┌─ Supplied material

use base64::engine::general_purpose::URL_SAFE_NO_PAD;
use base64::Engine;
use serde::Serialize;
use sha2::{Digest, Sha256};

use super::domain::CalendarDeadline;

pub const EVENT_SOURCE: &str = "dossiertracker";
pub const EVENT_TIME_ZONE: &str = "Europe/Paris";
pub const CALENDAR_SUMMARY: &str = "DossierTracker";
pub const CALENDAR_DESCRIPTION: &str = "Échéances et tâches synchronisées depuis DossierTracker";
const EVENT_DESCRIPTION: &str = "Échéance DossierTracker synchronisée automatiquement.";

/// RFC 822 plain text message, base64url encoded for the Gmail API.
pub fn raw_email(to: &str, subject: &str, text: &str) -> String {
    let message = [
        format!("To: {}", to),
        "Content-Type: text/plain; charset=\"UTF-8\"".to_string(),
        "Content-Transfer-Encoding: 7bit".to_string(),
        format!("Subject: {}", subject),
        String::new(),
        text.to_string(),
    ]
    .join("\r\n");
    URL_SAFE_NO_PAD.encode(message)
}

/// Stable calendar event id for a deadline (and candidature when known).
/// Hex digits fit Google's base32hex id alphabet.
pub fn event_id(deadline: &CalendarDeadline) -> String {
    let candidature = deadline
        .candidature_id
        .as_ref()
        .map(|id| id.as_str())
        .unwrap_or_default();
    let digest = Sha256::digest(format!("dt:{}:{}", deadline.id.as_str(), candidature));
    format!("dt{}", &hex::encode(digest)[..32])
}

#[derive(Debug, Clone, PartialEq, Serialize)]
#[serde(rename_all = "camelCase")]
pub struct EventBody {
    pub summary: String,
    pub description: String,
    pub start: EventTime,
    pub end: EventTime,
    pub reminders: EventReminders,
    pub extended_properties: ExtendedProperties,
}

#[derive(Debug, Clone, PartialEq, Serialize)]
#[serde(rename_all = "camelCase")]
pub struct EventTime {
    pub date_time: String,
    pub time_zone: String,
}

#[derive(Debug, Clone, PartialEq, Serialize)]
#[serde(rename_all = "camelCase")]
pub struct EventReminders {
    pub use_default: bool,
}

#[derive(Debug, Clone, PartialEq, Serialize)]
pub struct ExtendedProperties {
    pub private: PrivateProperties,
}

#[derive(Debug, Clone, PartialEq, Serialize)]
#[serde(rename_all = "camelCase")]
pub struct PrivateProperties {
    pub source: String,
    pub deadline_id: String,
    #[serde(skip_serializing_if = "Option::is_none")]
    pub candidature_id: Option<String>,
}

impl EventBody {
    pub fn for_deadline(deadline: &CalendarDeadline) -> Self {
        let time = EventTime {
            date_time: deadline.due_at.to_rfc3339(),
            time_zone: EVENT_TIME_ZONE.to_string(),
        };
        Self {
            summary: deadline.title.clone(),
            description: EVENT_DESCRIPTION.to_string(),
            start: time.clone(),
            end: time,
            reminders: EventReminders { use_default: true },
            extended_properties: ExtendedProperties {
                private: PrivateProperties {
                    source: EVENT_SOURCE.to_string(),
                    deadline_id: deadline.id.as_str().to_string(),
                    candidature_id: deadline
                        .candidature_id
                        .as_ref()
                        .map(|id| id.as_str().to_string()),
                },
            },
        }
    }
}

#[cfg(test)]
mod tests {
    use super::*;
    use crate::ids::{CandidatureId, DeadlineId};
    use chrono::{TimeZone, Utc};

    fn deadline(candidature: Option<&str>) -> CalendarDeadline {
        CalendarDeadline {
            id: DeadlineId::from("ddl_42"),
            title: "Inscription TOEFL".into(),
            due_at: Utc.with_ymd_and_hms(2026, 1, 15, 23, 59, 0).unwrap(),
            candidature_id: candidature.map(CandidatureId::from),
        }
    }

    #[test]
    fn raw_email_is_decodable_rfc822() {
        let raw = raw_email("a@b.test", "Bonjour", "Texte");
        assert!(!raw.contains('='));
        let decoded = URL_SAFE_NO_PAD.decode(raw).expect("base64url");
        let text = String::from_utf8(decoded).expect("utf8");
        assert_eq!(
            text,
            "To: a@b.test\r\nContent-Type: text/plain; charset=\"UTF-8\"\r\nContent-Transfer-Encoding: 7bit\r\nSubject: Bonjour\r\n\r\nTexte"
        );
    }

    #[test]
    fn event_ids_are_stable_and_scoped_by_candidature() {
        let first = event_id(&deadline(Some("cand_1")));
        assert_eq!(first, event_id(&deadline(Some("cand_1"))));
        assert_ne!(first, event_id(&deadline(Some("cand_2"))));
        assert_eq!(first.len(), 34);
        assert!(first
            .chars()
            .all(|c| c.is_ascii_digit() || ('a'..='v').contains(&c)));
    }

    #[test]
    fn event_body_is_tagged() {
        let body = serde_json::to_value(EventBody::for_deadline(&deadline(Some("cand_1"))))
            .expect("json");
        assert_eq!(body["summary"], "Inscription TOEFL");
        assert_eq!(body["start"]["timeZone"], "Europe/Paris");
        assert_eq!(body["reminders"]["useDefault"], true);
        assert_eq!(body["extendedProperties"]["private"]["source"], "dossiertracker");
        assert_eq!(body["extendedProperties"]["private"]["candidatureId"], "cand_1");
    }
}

└─
┌─ Supplied material

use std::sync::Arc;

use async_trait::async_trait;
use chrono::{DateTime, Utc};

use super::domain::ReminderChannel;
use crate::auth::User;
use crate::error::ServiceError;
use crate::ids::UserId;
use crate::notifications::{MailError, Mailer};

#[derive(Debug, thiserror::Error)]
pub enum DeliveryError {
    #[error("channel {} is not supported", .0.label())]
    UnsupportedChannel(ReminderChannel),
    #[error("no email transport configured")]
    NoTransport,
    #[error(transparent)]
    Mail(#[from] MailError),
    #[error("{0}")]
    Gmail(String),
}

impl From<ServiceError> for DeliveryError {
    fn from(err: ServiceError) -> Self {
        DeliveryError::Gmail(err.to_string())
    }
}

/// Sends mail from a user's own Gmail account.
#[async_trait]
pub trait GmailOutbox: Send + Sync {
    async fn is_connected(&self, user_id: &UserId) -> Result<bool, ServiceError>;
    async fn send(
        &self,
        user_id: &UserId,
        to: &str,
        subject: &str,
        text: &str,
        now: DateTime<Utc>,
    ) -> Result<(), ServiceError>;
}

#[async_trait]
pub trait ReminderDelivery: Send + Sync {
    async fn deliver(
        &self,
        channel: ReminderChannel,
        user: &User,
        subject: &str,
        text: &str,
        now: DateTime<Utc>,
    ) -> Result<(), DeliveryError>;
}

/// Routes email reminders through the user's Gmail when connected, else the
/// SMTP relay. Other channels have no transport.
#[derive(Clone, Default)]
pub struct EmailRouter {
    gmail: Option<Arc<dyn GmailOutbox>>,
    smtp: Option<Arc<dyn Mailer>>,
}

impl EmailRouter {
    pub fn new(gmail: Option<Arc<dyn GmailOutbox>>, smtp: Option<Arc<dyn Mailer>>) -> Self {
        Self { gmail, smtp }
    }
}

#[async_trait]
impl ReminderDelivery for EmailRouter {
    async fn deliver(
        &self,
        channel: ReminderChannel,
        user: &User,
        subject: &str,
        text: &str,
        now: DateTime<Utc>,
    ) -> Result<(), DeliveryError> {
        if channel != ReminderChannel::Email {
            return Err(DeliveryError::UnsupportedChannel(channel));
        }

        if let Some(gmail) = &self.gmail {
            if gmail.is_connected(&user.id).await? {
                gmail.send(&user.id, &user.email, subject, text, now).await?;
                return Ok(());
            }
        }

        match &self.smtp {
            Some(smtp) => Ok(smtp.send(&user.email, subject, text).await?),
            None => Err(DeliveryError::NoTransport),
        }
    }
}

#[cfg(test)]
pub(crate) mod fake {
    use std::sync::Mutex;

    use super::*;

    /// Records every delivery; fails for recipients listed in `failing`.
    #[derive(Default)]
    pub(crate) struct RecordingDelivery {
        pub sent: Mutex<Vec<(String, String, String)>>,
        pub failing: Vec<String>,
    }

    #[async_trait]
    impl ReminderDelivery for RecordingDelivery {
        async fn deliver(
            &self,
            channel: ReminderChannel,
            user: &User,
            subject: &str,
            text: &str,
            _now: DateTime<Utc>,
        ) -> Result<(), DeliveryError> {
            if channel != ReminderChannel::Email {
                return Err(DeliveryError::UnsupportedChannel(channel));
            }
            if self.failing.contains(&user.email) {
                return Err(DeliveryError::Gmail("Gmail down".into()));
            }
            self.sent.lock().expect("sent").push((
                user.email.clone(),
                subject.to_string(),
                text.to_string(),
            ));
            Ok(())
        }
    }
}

└─
┌─ Supplied material

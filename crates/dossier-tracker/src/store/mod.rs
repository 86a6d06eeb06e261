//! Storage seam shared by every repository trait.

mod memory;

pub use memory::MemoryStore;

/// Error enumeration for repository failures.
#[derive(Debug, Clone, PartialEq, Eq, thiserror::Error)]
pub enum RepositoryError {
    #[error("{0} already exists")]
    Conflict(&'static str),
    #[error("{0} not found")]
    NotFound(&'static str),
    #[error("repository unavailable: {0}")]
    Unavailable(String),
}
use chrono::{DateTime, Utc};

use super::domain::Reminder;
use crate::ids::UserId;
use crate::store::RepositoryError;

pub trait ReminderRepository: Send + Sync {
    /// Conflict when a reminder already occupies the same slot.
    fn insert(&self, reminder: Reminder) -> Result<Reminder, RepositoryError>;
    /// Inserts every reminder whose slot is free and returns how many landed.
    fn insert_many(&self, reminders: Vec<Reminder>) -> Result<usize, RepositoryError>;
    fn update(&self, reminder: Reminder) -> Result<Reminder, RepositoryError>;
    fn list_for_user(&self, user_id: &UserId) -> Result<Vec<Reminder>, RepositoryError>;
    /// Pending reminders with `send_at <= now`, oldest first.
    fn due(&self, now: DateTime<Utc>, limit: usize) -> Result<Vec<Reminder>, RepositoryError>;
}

└─

> **Task details**
Among the entries above, how many lines hold the string "decoded"? Respond with nothing but the number.

> **Answer for the task**
2